I guess that's what I get for using the restroom! Ugghhh... would so have bought it right then and there!


----------



## Chameleon (Jul 25, 2012)

*So onto RAM discussion...*

I'm looking at these options right now:

1) CORSAIR Vengeance 16GB (4 x 4GB) 240-Pin DDR3 SDRAM DDR3 1600 (PC3 12800) -- Newegg $97.99
2) G.SKILL Ripjaws X Series 16GB (4 x 4GB) 240-Pin DDR3 SDRAM DDR3 1600 (PC3 12800) -- Newegg $94.99
3) G.SKILL Ripjaws X Series 16GB (4 x 4GB) 240-Pin DDR3 SDRAM DDR3 1866 (PC3 14900) -- Newegg $109.99

All three of these sets are roughly same price, and ALL of them have 5 star reviews with over 100+ reviews each... What you all think?


----------



## Benny Boy (Jul 25, 2012)

Chameleon said:


> Already sold out.
> 
> I guess that's what I get for using the restroom! Ugghhh... would so have bought it right then and there!

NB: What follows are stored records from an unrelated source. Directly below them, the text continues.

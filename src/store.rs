use std::collections::HashSet;

use rand::{Rng, distr::Alphanumeric};
use serde::{Deserialize, Serialize};
use sqlx::SqlitePool;
use time::{OffsetDateTime, format_description::well_known::Rfc3339};

use crate::AppResult;

pub const CODE_LEN: usize = 8;

/// What a code unlocks. Written once at group creation, never updated.
#[derive(Debug, Clone, PartialEq, Eq, Serialize, Deserialize)]
pub struct MatchRecord {
    pub giver: String,
    pub receiver: String,
    #[serde(rename = "groupName")]
    pub group_name: String,
    #[serde(rename = "groupId")]
    pub group_id: String,
}

#[derive(Debug, Clone, PartialEq, Eq, Serialize, Deserialize)]
pub struct CodeSlip {
    pub giver: String,
    pub code: String,
}

/// The organizer's view of a group: who gets which code, never who receives.
#[derive(Debug, Clone, PartialEq, Eq, Serialize, Deserialize)]
pub struct GroupSummary {
    pub name: String,
    pub matches: Vec<CodeSlip>,
    pub created: String,
}

fn match_key(code: &str) -> String {
    format!("match:{code}")
}

fn group_key(group_id: &str) -> String {
    format!("group:{group_id}")
}

fn random_code() -> String {
    rand::rng()
        .sample_iter(Alphanumeric)
        .take(CODE_LEN)
        .map(char::from)
        .collect()
}

// Codes and group ids come from the same generator. Collisions are redrawn
// against both the table and the keys reserved earlier in this batch, so a
// fresh key can never overwrite an existing record.
async fn fresh_id(
    tx: &mut sqlx::Transaction<'_, sqlx::Sqlite>,
    taken: &mut HashSet<String>,
    key_of: fn(&str) -> String,
) -> AppResult<String> {
    loop {
        let id = random_code();
        let key = key_of(&id);
        if taken.contains(&key) {
            continue;
        }
        if sqlx::query("SELECT 1 FROM kv WHERE key=?")
            .bind(&key)
            .fetch_optional(&mut **tx)
            .await?
            .is_some()
        {
            continue;
        }
        taken.insert(key);
        return Ok(id);
    }
}

/// Persists one `match:<code>` record per pair plus one `group:<groupId>`
/// summary, all inside one transaction, and returns the group id. The
/// summary lists (giver, code) in assignment order.
pub async fn create_group(
    db_pool: &SqlitePool,
    group_name: &str,
    assignment: &[(String, String)],
) -> AppResult<String> {
    let mut tx = db_pool.begin().await?;
    let mut taken = HashSet::new();

    let group_id = fresh_id(&mut tx, &mut taken, group_key).await?;

    let mut matches = Vec::with_capacity(assignment.len());
    for (giver, receiver) in assignment {
        let code = fresh_id(&mut tx, &mut taken, match_key).await?;
        let record = MatchRecord {
            giver: giver.clone(),
            receiver: receiver.clone(),
            group_name: group_name.to_owned(),
            group_id: group_id.clone(),
        };
        sqlx::query("INSERT INTO kv (key,value) VALUES (?,?)")
            .bind(match_key(&code))
            .bind(serde_json::to_string(&record)?)
            .execute(&mut *tx)
            .await?;
        matches.push(CodeSlip {
            giver: giver.clone(),
            code,
        });
    }

    let summary = GroupSummary {
        name: group_name.to_owned(),
        matches,
        created: OffsetDateTime::now_utc().format(&Rfc3339)?,
    };
    sqlx::query("INSERT INTO kv (key,value) VALUES (?,?)")
        .bind(group_key(&group_id))
        .bind(serde_json::to_string(&summary)?)
        .execute(&mut *tx)
        .await?;

    tx.commit().await?;
    Ok(group_id)
}

pub async fn lookup_match(db_pool: &SqlitePool, code: &str) -> AppResult<Option<MatchRecord>> {
    let Some((value,)): Option<(String,)> = sqlx::query_as("SELECT value FROM kv WHERE key=?")
        .bind(match_key(code))
        .fetch_optional(db_pool)
        .await?
    else {
        return Ok(None);
    };

    Ok(Some(serde_json::from_str(&value)?))
}

pub async fn lookup_group(db_pool: &SqlitePool, group_id: &str) -> AppResult<Option<GroupSummary>> {
    let Some((value,)): Option<(String,)> = sqlx::query_as("SELECT value FROM kv WHERE key=?")
        .bind(group_key(group_id))
        .fetch_optional(db_pool)
        .await?
    else {
        return Ok(None);
    };

    Ok(Some(serde_json::from_str(&value)?))
}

Danggg. A matter of minutes. I almost bought 1 and I already have 2 ssd's! Too bad. But hey, call NE and tell them your putting together a 2500 build from their site and the sale says ends today and nothing about "or sold out" and see if you can rain check it or something, even if you have to pay now-


----------



## Chameleon (Jul 25, 2012)

Anyone want to chime in on the 3 options (above) for RAM?

I know the opinions shared, thus far, is that 1600Mhz may be better than the 1866Mhz option, but if they are all roughly the same price, and all have 5-star stars w/ plenty of reviews... might it just be better to go with the "faster" RAM?

Thoughts / Opinions?


----------



## Benny Boy (Jul 25, 2012)

Looks good.
Ivy's native support is 1600 and the minor diff between 1600/1866 usually isnt worth the extra $. And your not OCing so 1600 would be a good choice. If I knew for sure the 1866 would have default install speed of 1600 I might go with it if price was very close. An option would be 1600 with 8-8-8 timings vs 9, but then the price/perf ratio comes into play again. In the end 1600 CL9 will perform just fine.


Get no taller than Ripjaws, Corsair has low profile, if your planning a 3rd party air cooler. 2x8gb allows adding more later if needed and costs less.


----------



## Chameleon (Jul 25, 2012)

Benny Boy said:


> Looks good.
> Ivy's native support is 1600 and the minor diff between 1600/1866 usually isnt worth the extra $. And your not OCing so 1600 would be a good choice. If I knew for sure the 1866 would have default install speed of 1600 I might go with it if price was very close. An option would be 1600 with 8-8-8 timings vs 9, but then the price/perf ratio comes into play again. In the end 1600 CL9 will perform just fine.
> 
> 
> Get no taller than Ripjaws, Corsair has low profile, if your planning a 3rd party air cooler. 2x8gb allows adding more later if needed and costs less.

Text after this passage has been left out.